## [What you should do]
Could you set down exactly the lines in the records below between the line holding "(v, DataType::String) =>" and the line holding "(Value::Float(v), DataType::Double) =>", inclusive?

## [Material provided]
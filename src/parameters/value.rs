//! Datatypes and scalar values
//!
//! PRMS parameters carry one of four datatypes, identified in catalogs and
//! parameter files by an integer code (1-Integer, 2-Float, 3-Double,
//! 4-String). [`Value`] is a single element of any of those types and is used
//! for bounds, defaults, element updates and structured export.

use crate::error::{PrmsError, Result};
use serde::{Deserialize, Serialize};
use std::fmt;
use std::hash::{Hash, Hasher};
use std::str::FromStr;

/// Datatype of a parameter
#[derive(Debug, Clone, Copy, PartialEq, Eq, Hash, Serialize, Deserialize)]
#[serde(try_from = "DataTypeRepr", into = "u8")]
pub enum DataType {
    /// 32-bit signed integer (code 1)
    Integer = 1,
    /// 32-bit float (code 2)
    Float = 2,
    /// 64-bit float (code 3)
    Double = 3,
    /// String (code 4)
    String = 4,
}

impl DataType {
    /// Look up a datatype by its PRMS code
    ///
    /// # Examples
    ///
    /// ```
    /// use prms_paramdb::parameters::DataType;
    ///
    /// assert_eq!(DataType::from_code(2).unwrap(), DataType::Float);
    /// assert!(DataType::from_code(7).is_err());
    /// ```
    pub fn from_code(code: i64) -> Result<Self> {
        match code {
            1 => Ok(DataType::Integer),
            2 => Ok(DataType::Float),
            3 => Ok(DataType::Double),
            4 => Ok(DataType::String),
            _ => Err(PrmsError::InvalidType(code.to_string())),
        }
    }

    /// The PRMS integer code
    pub fn code(self) -> u8 {
        self as u8
    }

    pub fn name(self) -> &'static str {
        match self {
            DataType::Integer => "int32",
            DataType::Float => "float32",
            DataType::Double => "float64",
            DataType::String => "string",
        }
    }

    pub fn is_float(self) -> bool {
        matches!(self, DataType::Float | DataType::Double)
    }
}

impl FromStr for DataType {
    type Err = PrmsError;

    fn from_str(s: &str) -> Result<Self> {
        match s.trim().to_ascii_lowercase().as_str() {
            "1" | "i" | "integer" | "int32" => Ok(DataType::Integer),
            "2" | "f" | "float" | "float32" => Ok(DataType::Float),
            "3" | "d" | "double" | "float64" => Ok(DataType::Double),
            "4" | "s" | "string" | "str" => Ok(DataType::String),
            _ => Err(PrmsError::InvalidType(s.to_string())),
        }
    }
}

impl fmt::Display for DataType {
    fn fmt(&self, f: &mut fmt::Formatter<'_>) -> fmt::Result {
        write!(f, "{}", self.code())
    }
}

impl From<DataType> for u8 {
    fn from(value: DataType) -> Self {
        value.code()
    }
}

/// Catalogs write datatypes either as codes or as names
#[derive(Deserialize)]
#[serde(untagged)]
enum DataTypeRepr {
    Code(i64),
    Name(String),
}

impl TryFrom<DataTypeRepr> for DataType {
    type Error = PrmsError;

    fn try_from(value: DataTypeRepr) -> Result<Self> {
        match value {
            DataTypeRepr::Code(code) => DataType::from_code(code),
            DataTypeRepr::Name(name) => name.parse(),
        }
    }
}

/// A single parameter element, bound or default
///
/// Floats compare and hash by bit pattern so values can be used as map keys.
/// Deserialized numbers become `Integer` when they fit, otherwise `Double`.
#[derive(Debug, Clone, Serialize, Deserialize)]
#[serde(untagged)]
pub enum Value {
    Integer(i32),
    Double(f64),
    Float(f32),
    String(String),
}

impl Value {
    pub fn datatype(&self) -> DataType {
        match self {
            Value::Integer(_) => DataType::Integer,
            Value::Float(_) => DataType::Float,
            Value::Double(_) => DataType::Double,
            Value::String(_) => DataType::String,
        }
    }

    /// Numeric value as f64, or `None` for strings
    pub fn as_f64(&self) -> Option<f64> {
        match self {
            Value::Integer(v) => Some(f64::from(*v)),
            Value::Float(v) => Some(f64::from(*v)),
            Value::Double(v) => Some(*v),
            Value::String(_) => None,
        }
    }

    pub fn as_str(&self) -> Option<&str> {
        match self {
            Value::String(s) => Some(s),
            _ => None,
        }
    }

    pub fn to_i32(&self) -> Result<i32> {
        match self {
            Value::Integer(v) => Ok(*v),
            Value::Float(v) => Ok(*v as i32),
            Value::Double(v) => Ok(*v as i32),
            Value::String(s) => parse_integer(s),
        }
    }

    pub fn to_f32(&self) -> Result<f32> {
        self.to_f64().map(|v| v as f32)
    }

    pub fn to_f64(&self) -> Result<f64> {
        match self {
            Value::String(s) => parse_float(s),
            v => v
                .as_f64()
                .ok_or_else(|| PrmsError::InvalidValue(v.to_string())),
        }
    }

    /// Convert to the given datatype
    ///
    /// Numbers convert with `as` casts (float to integer truncates). Strings
    /// convert to integers by parsing as an integer first and then as a float
    /// that is truncated, which is how integer values written as `"3.0"` in
    /// parameter files are read.
    ///
    /// # Examples
    ///
    /// ```
    /// use prms_paramdb::parameters::{DataType, Value};
    ///
    /// let v = Value::String("3.0".to_string());
    /// assert_eq!(v.cast(DataType::Integer).unwrap(), Value::Integer(3));
    /// assert!(Value::String("nhru".to_string()).cast(DataType::Double).is_err());
    /// ```
    pub fn cast(&self, dtype: DataType) -> Result<Value> {
        match (self, dtype) {
            (Value::String(s), DataType::Integer) => parse_integer(s).map(Value::Integer),
            (Value::String(s), DataType::Float) => parse_float(s).map(|v| Value::Float(v as f32)),
            (Value::String(s), DataType::Double) => parse_float(s).map(Value::Double),
            (v, DataType::String) => Ok(Value::String(v.to_string())),
            (Value::Integer(v), DataType::Integer) => Ok(Value::Integer(*v)),
            (Value::Float(v), DataType::Integer) => Ok(Value::Integer(*v as i32)),
            (Value::Double(v), DataType::Integer) => Ok(Value::Integer(*v as i32)),
            (Value::Integer(v), DataType::Float) => Ok(Value::Float(*v as f32)),
            (Value::Float(v), DataType::Float) => Ok(Value::Float(*v)),
            (Value::Double(v), DataType::Float) => Ok(Value::Float(*v as f32)),
            (Value::Integer(v), DataType::Double) => Ok(Value::Double(f64::from(*v))),
            (Value::Float(v), DataType::Double) => Ok(Value::Double(f64::from(*v))),
            (Value::Double(v), DataType::Double) => Ok(Value::Double(*v)),
        }
    }
}

/// Parse an integer, accepting float notation that is truncated
pub(crate) fn parse_integer(s: &str) -> Result<i32> {
    let s = s.trim();
    s.parse::<i32>()
        .or_else(|_| s.parse::<f64>().map(|v| v as i32))
        .map_err(|_| PrmsError::InvalidValue(format!("'{}' is not an integer", s)))
}

pub(crate) fn parse_float(s: &str) -> Result<f64> {
    let s = s.trim();
    s.parse::<f64>()
        .map_err(|_| PrmsError::InvalidValue(format!("'{}' is not a number", s)))
}

impl PartialEq for Value {
    fn eq(&self, other: &Self) -> bool {
        match (self, other) {
            (Value::Integer(a), Value::Integer(b)) => a == b,
            (Value::Float(a), Value::Float(b)) => a.to_bits() == b.to_bits(),
            (Value::Double(a), Value::Double(b)) => a.to_bits() == b.to_bits(),
            (Value::String(a), Value::String(b)) => a == b,
            _ => false,
        }
    }
}

impl Eq for Value {}

impl Hash for Value {
    fn hash<H: Hasher>(&self, state: &mut H) {
        std::mem::discriminant(self).hash(state);
        match self {
            Value::Integer(v) => v.hash(state),
            Value::Float(v) => v.to_bits().hash(state),
            Value::Double(v) => v.to_bits().hash(state),
            Value::String(v) => v.hash(state),
        }
    }
}

impl fmt::Display for Value {
    fn fmt(&self, f: &mut fmt::Formatter<'_>) -> fmt::Result {
        match self {
            Value::Integer(v) => write!(f, "{}", v),
            // Debug keeps the trailing ".0" on whole floats
            Value::Float(v) => write!(f, "{:?}", v),
            Value::Double(v) => write!(f, "{:?}", v),
            Value::String(v) => write!(f, "{}", v),
        }
    }
}

impl From<i32> for Value {
    fn from(value: i32) -> Self {
        Value::Integer(value)
    }
}

impl From<f32> for Value {
    fn from(value: f32) -> Self {
        Value::Float(value)
    }
}

impl From<f64> for Value {
    fn from(value: f64) -> Self {
        Value::Double(value)
    }
}

impl From<&str> for Value {
    fn from(value: &str) -> Self {
        Value::String(value.to_string())
    }
}

impl From<String> for Value {
    fn from(value: String) -> Self {
        Value::String(value)
    }
}
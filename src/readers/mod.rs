//! Readers that populate a parameter collection
//!
//! A reader fills a [`Parameters`] collection from some source. Every reader
//! goes through the collection's own add and assign operations, so the
//! catalog, dimension and size checks apply no matter where the data comes
//! from.
//!
//! - [`ParamDbReader`]: per-parameter `$id,<name>` records, as written by
//!   [`Parameter::toparamdb`](crate::parameters::Parameter::toparamdb)
//! - [`StructureReader`]: a [`CollectionStructure`](crate::parameters::CollectionStructure),
//!   for example one parsed from JSON

pub mod paramdb;
pub mod structure;

use crate::error::Result;
use crate::parameters::Parameters;

pub use paramdb::{MemorySource, ParamDbReader, RecordSource};
pub use structure::StructureReader;

/// Source of parameters for a collection
pub trait Reader {
    /// Add the source's dimensions and parameters to `params`
    fn read(&mut self, params: &mut Parameters) -> Result<()>;
}

/// Options for [`ParamDbReader`]
///
/// # Examples
///
/// ```
/// use prms_paramdb::readers::ReaderConfig;
///
/// let config = ReaderConfig::default();
/// assert!(config.adjust_bounded);
///
/// let config = ReaderConfig { adjust_bounded: false };
/// assert!(!config.adjust_bounded);
/// ```
#[derive(Debug, Clone, Copy, PartialEq, Eq)]
pub struct ReaderConfig {
    /// Resolve bounds written as dimension names once all parameters are read
    pub adjust_bounded: bool,
}

impl Default for ReaderConfig {
    fn default() -> Self {
        Self {
            adjust_bounded: true,
        }
    }
}
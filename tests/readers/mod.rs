//! Integration tests for the readers

mod paramdb_tests;

mod structure_tests;
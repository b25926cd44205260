//! Integration tests for the parameter system
//!
//! These tests verify that the parameter system behaves correctly in various scenarios.

// Tests for the Parameter struct
mod parameter_tests;

// Tests for the Parameters collection
mod parameters_tests;
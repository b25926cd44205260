//! # Parameter System
//!
//! This module provides the typed, dimensioned parameter storage at the core of
//! the database.
//!
//! ## Key Features
//!
//! - **Typed Storage**: Integer, float, double and string arrays held as `ndarray` arrays
//! - **Shape Reconciliation**: Flat listings are laid out in the declared shape in column-major order
//! - **Bounds Checking**: Minimum and maximum values, with legacy dimension-named bounds
//! - **Structural Edits**: Reshape with broadcasting, removal and subsetting by position
//! - **Serialization Support**: Export to plain structures and JSON with serde
//!
//! ## Core Components
//!
//! - [`Parameter`]: A single named array with metadata and its own dimensions
//! - [`Parameters`]: The collection, with global dimensions and a metadata catalog
//! - [`ParamData`] and [`Value`]: Array storage and single elements
//!
//! ## Example Usage
//!
//! ```rust
//! use prms_paramdb::metadata::{Catalog, ParameterMeta};
//! use prms_paramdb::parameters::{DataType, ParamData, Parameters};
//!
//! let mut catalog = Catalog::new();
//! catalog.add_parameter("tmax_adj", ParameterMeta {
//!     datatype: Some(DataType::Float),
//!     dimensions: vec!["nhru".to_string(), "nmonths".to_string()],
//!     ..ParameterMeta::default()
//! });
//!
//! let mut params = Parameters::new(catalog);
//! params.dimensions_mut().add("nhru", 2).unwrap();
//! params.dimensions_mut().add("nmonths", 12).unwrap();
//!
//! params.add("tmax_adj").unwrap();
//! params.get_mut("tmax_adj").unwrap().set_data(vec![0.5f32; 24]).unwrap();
//!
//! // Drop the second HRU everywhere
//! params.remove_by_index("nhru", &[1]).unwrap();
//! assert_eq!(params.get("tmax_adj").unwrap().data().unwrap().shape(), &[1, 12]);
//! ```

pub mod data;
pub mod parameter;
pub mod parameters;
pub mod value;


// Re-export key types
pub use data::{DataColumn, ParamData};
pub use parameter::{Parameter, ParameterStructure, Stats, IDENTIFIER_PARAMETERS, SCALAR_DIMENSION};
pub use parameters::{CollectionStructure, Parameters, POI_DIMENSION, POI_ID_PARAMETER};
pub use value::{DataType, Value};
//! Read-through presence cache
//!
//! Sits in front of `PresenceRegistry`. A hit is served only while younger
//! than its TTL; bus notifications evict entries early. Entries are retained
//! past their TTL (up to `stale_retention`) so that while the store is
//! unreachable the last-known-good value can still be served, flagged stale.

use moka::future::Cache;
use std::collections::BTreeSet;
use std::future::Future;
use std::hash::Hash;
use std::sync::Arc;
use std::time::{Duration, Instant};
use tracing::debug;

use redisbungee_core::config::CacheConfig;
use redisbungee_core::models::{PlayerId, PlayerRecord, ProxyId};

use crate::error::Result;
use crate::presence::PresenceRegistry;

#[derive(Debug, Clone, Copy, PartialEq, Eq)]
pub enum Freshness {
    /// Younger than the TTL, or just fetched
    Fresh,
    /// Past its TTL, served because the store is unreachable
    Stale,
}

/// A value answered by the cache together with how much it can be trusted
#[derive(Debug, Clone, PartialEq, Eq)]
pub struct Cached<T> {
    pub value: T,
    pub freshness: Freshness,
}

impl<T> Cached<T> {
    const fn fresh(value: T) -> Self {
        Self {
            value,
            freshness: Freshness::Fresh,
        }
    }

    const fn stale(value: T) -> Self {
        Self {
            value,
            freshness: Freshness::Stale,
        }
    }

    #[must_use]
    pub fn is_stale(&self) -> bool {
        self.freshness == Freshness::Stale
    }

    pub fn map<U>(self, f: impl FnOnce(T) -> U) -> Cached<U> {
        Cached {
            value: f(self.value),
            freshness: self.freshness,
        }
    }
}

#[derive(Debug, Clone)]
pub struct CacheEntry<T> {
    pub value: T,
    pub fetched_at: Instant,
}

impl<T> CacheEntry<T> {
    fn new(value: T) -> Self {
        Self {
            value,
            fetched_at: Instant::now(),
        }
    }

    fn is_fresh(&self, ttl: Duration) -> bool {
        self.fetched_at.elapsed() < ttl
    }
}

/// One moka cache with freshness tracking and stale fallback
struct TtlCache<K, V>
where
    K: Hash + Eq + Send + Sync + 'static,
    V: Clone + Send + Sync + 'static,
{
    name: &'static str,
    inner: Cache<K, CacheEntry<V>>,
    ttl: Duration,
}

impl<K, V> TtlCache<K, V>
where
    K: Hash + Eq + Send + Sync + Clone + std::fmt::Debug + 'static,
    V: Clone + Send + Sync + 'static,
{
    fn new(name: &'static str, max_capacity: u64, ttl: Duration, retention: Duration) -> Self {
        let inner = Cache::builder()
            .name(name)
            .max_capacity(max_capacity)
            .time_to_live(retention.max(ttl))
            .build();
        Self { name, inner, ttl }
    }

    async fn get_or_fetch<F, Fut>(&self, key: K, fetch: F) -> Result<Cached<V>>
    where
        F: FnOnce() -> Fut,
        Fut: Future<Output = Result<V>>,
    {
        if let Some(entry) = self.inner.get(&key).await {
            if entry.is_fresh(self.ttl) {
                return Ok(Cached::fresh(entry.value));
            }
        }

        match fetch().await {
            Ok(value) => {
                self.inner
                    .insert(key, CacheEntry::new(value.clone()))
                    .await;
                Ok(Cached::fresh(value))
            }
            Err(e) if e.is_transient() => match self.inner.get(&key).await {
                Some(entry) => {
                    debug!(
                        cache = self.name,
                        key = ?key,
                        age_ms = entry.fetched_at.elapsed().as_millis() as u64,
                        "Store unavailable, serving stale entry"
                    );
                    Ok(Cached::stale(entry.value))
                }
                None => Err(e),
            },
            Err(e) => Err(e),
        }
    }

    async fn invalidate(&self, key: &K) {
        self.inner.invalidate(key).await;
    }

    fn invalidate_all(&self) {
        self.inner.invalidate_all();
    }
}

pub struct LocalCache {
    registry: Arc<PresenceRegistry>,
    players: TtlCache<PlayerId, Option<PlayerRecord>>,
    proxy_players: TtlCache<ProxyId, BTreeSet<PlayerId>>,
    total_count: TtlCache<(), usize>,
    network_players: TtlCache<(), BTreeSet<PlayerId>>,
    live_proxies: TtlCache<(), Vec<ProxyId>>,
    online_records: TtlCache<(), Arc<Vec<PlayerRecord>>>,
}

impl LocalCache {
    #[must_use]
    pub fn new(registry: Arc<PresenceRegistry>, config: &CacheConfig) -> Self {
        let retention = config.stale_retention();
        let player_ttl = config.player_ttl();
        let aggregate_ttl = config.aggregate_ttl();
        let max_capacity = config.max_capacity;

        Self {
            registry,
            players: TtlCache::new("players", max_capacity, player_ttl, retention),
            proxy_players: TtlCache::new("proxy_players", 1_024, aggregate_ttl, retention),
            total_count: TtlCache::new("total_count", 1, aggregate_ttl, retention),
            network_players: TtlCache::new("network_players", 1, aggregate_ttl, retention),
            live_proxies: TtlCache::new("live_proxies", 1, aggregate_ttl, retention),
            online_records: TtlCache::new("online_records", 1, aggregate_ttl, retention),
        }
    }

    /// Player record, fetched through `PresenceRegistry::lookup` on a miss.
    /// Absence is cached as well.
    pub async fn player(&self, player_id: &PlayerId) -> Result<Cached<Option<PlayerRecord>>> {
        let registry = &self.registry;
        self.players
            .get_or_fetch(*player_id, || registry.lookup(player_id))
            .await
    }

    pub async fn players_on(&self, proxy_id: &ProxyId) -> Result<Cached<BTreeSet<PlayerId>>> {
        let registry = &self.registry;
        self.proxy_players
            .get_or_fetch(proxy_id.clone(), || registry.players_of(proxy_id))
            .await
    }

    pub async fn total_count(&self) -> Result<Cached<usize>> {
        let registry = &self.registry;
        self.total_count
            .get_or_fetch((), || registry.total_count())
            .await
    }

    pub async fn network_players(&self) -> Result<Cached<BTreeSet<PlayerId>>> {
        let registry = &self.registry;
        self.network_players
            .get_or_fetch((), || registry.network_players())
            .await
    }

    pub async fn live_proxies(&self) -> Result<Cached<Vec<ProxyId>>> {
        let registry = &self.registry;
        self.live_proxies
            .get_or_fetch((), || async move {
                let proxies = registry.live_proxies().await?;
                Ok(proxies.into_iter().map(|proxy| proxy.proxy_id).collect())
            })
            .await
    }

    /// Every online player's record, backing the server and name lookups
    pub async fn online_records(&self) -> Result<Cached<Arc<Vec<PlayerRecord>>>> {
        let registry = &self.registry;
        self.online_records
            .get_or_fetch((), || async move { Ok(Arc::new(registry.online_records().await?)) })
            .await
    }

    // ==================== Invalidation ====================

    async fn invalidate_aggregates(&self) {
        self.total_count.invalidate(&()).await;
        self.network_players.invalidate(&()).await;
        self.online_records.invalidate(&()).await;
    }

    /// Evict one player and every aggregate that may include them
    pub async fn invalidate_player(&self, player_id: &PlayerId, proxy_id: Option<&ProxyId>) {
        self.players.invalidate(player_id).await;
        match proxy_id {
            Some(proxy_id) => self.proxy_players.invalidate(proxy_id).await,
            None => self.proxy_players.invalidate_all(),
        }
        self.invalidate_aggregates().await;
    }

    /// Evict a batch of players that all belonged to one proxy
    pub async fn invalidate_proxy(&self, proxy_id: &ProxyId, players: &[PlayerId]) {
        for player_id in players {
            self.players.invalidate(player_id).await;
        }
        self.proxy_players.invalidate(proxy_id).await;
        self.live_proxies.invalidate(&()).await;
        self.invalidate_aggregates().await;
    }

    pub fn invalidate_all(&self) {
        self.players.invalidate_all();
        self.proxy_players.invalidate_all();
        self.total_count.invalidate_all();
        self.network_players.invalidate_all();
        self.live_proxies.invalidate_all();
        self.online_records.invalidate_all();
    }
}

#[cfg(test)]
mod tests {
    use super::*;
    use crate::health::HealthTracker;
    use crate::store::MemoryStore;
    use redisbungee_core::config::HeartbeatConfig;
    use redisbungee_core::models::PlayerMetadata;
    use redisbungee_core::ProxyIdentity;

    struct Fixture {
        handle: MemoryStore,
        owner: Arc<PresenceRegistry>,
        cache: LocalCache,
    }

    fn fixture(player_ttl_ms: u64) -> Fixture {
        let store = MemoryStore::new();
        let heartbeat = HeartbeatConfig {
            interval_ms: 1_000,
            ttl_multiplier: 3,
            reconcile_every_ticks: 0,
        };
        let owner = Arc::new(PresenceRegistry::new(
            Arc::new(store.connect()),
            ProxyIdentity::new("proxy-a", "main").unwrap(),
            "test",
            &heartbeat,
            Arc::new(HealthTracker::new()),
        ));
        let handle = store.connect();
        let reader = Arc::new(PresenceRegistry::new(
            Arc::new(handle.clone()),
            ProxyIdentity::new("proxy-b", "main").unwrap(),
            "test",
            &heartbeat,
            Arc::new(HealthTracker::new()),
        ));
        let config = CacheConfig {
            player_ttl_ms,
            aggregate_ttl_ms: player_ttl_ms,
            max_capacity: 100,
            stale_retention_ms: 60_000,
        };
        Fixture {
            handle,
            owner,
            cache: LocalCache::new(reader, &config),
        }
    }

    #[tokio::test]
    async fn test_hit_within_ttl_then_refetch() {
        let f = fixture(100);
        f.owner.refresh_heartbeat().await.unwrap();
        let player = PlayerId::new();

        let first = f.cache.player(&player).await.unwrap();
        assert_eq!(first, Cached::fresh(None));

        // Claimed behind the cache's back: still the cached absence
        f.owner
            .claim(player, PlayerMetadata::new("Alice", "1.2.3.4"))
            .await
            .unwrap();
        assert_eq!(f.cache.player(&player).await.unwrap().value, None);

        tokio::time::sleep(Duration::from_millis(150)).await;
        let refreshed = f.cache.player(&player).await.unwrap();
        assert_eq!(refreshed.value.unwrap().name(), "Alice");
        assert_eq!(refreshed.freshness, Freshness::Fresh);
    }

    #[tokio::test]
    async fn test_invalidation_evicts_before_ttl() {
        let f = fixture(60_000);
        f.owner.refresh_heartbeat().await.unwrap();
        let player = PlayerId::new();

        assert_eq!(f.cache.total_count().await.unwrap().value, 0);
        assert_eq!(f.cache.player(&player).await.unwrap().value, None);

        f.owner
            .claim(player, PlayerMetadata::new("Alice", "1.2.3.4"))
            .await
            .unwrap();
        f.cache
            .invalidate_player(&player, Some(&ProxyId::from("proxy-a")))
            .await;

        assert!(f.cache.player(&player).await.unwrap().value.is_some());
        assert_eq!(f.cache.total_count().await.unwrap().value, 1);
    }

    #[tokio::test]
    async fn test_serves_stale_while_store_unreachable() {
        let f = fixture(50);
        f.owner.refresh_heartbeat().await.unwrap();
        let player = PlayerId::new();
        f.owner
            .claim(player, PlayerMetadata::new("Alice", "1.2.3.4"))
            .await
            .unwrap();
        assert!(f.cache.player(&player).await.unwrap().value.is_some());

        f.handle.set_available(false);
        tokio::time::sleep(Duration::from_millis(80)).await;

        let stale = f.cache.player(&player).await.unwrap();
        assert!(stale.is_stale());
        assert!(stale.value.is_some());

        // Nothing cached for this one: the outage surfaces
        let unknown = f.cache.player(&PlayerId::new()).await;
        assert!(unknown.is_err());

        // Self-heals on the first read after connectivity returns
        f.handle.set_available(true);
        f.owner.release(&player).await.unwrap();
        let healed = f.cache.player(&player).await.unwrap();
        assert_eq!(healed, Cached::fresh(None));
    }

    #[tokio::test]
    async fn test_online_records_evicted_with_aggregates() {
        let f = fixture(60_000);
        f.owner.refresh_heartbeat().await.unwrap();
        assert!(f.cache.online_records().await.unwrap().value.is_empty());

        let player = PlayerId::new();
        f.owner
            .claim(player, PlayerMetadata::new("Alice", "1.2.3.4").with_server("lobby"))
            .await
            .unwrap();
        // Cached emptiness until a notification evicts it
        assert!(f.cache.online_records().await.unwrap().value.is_empty());

        f.cache.invalidate_player(&player, None).await;
        let records = f.cache.online_records().await.unwrap().value;
        assert_eq!(records.len(), 1);
        assert_eq!(records[0].player_id, player);
        assert_eq!(records[0].metadata.server.as_deref(), Some("lobby"));
    }
}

## [Completed task]
            (v, DataType::String) => Ok(Value::String(v.to_string())),
            (Value::Integer(v), DataType::Integer) => Ok(Value::Integer(*v)),
            (Value::Float(v), DataType::Integer) => Ok(Value::Integer(*v as i32)),
            (Value::Double(v), DataType::Integer) => Ok(Value::Integer(*v as i32)),
            (Value::Integer(v), DataType::Float) => Ok(Value::Float(*v as f32)),
            (Value::Float(v), DataType::Float) => Ok(Value::Float(*v)),
            (Value::Double(v), DataType::Float) => Ok(Value::Float(*v as f32)),
            (Value::Integer(v), DataType::Double) => Ok(Value::Double(f64::from(*v))),
            (Value::Float(v), DataType::Double) => Ok(Value::Double(f64::from(*v))),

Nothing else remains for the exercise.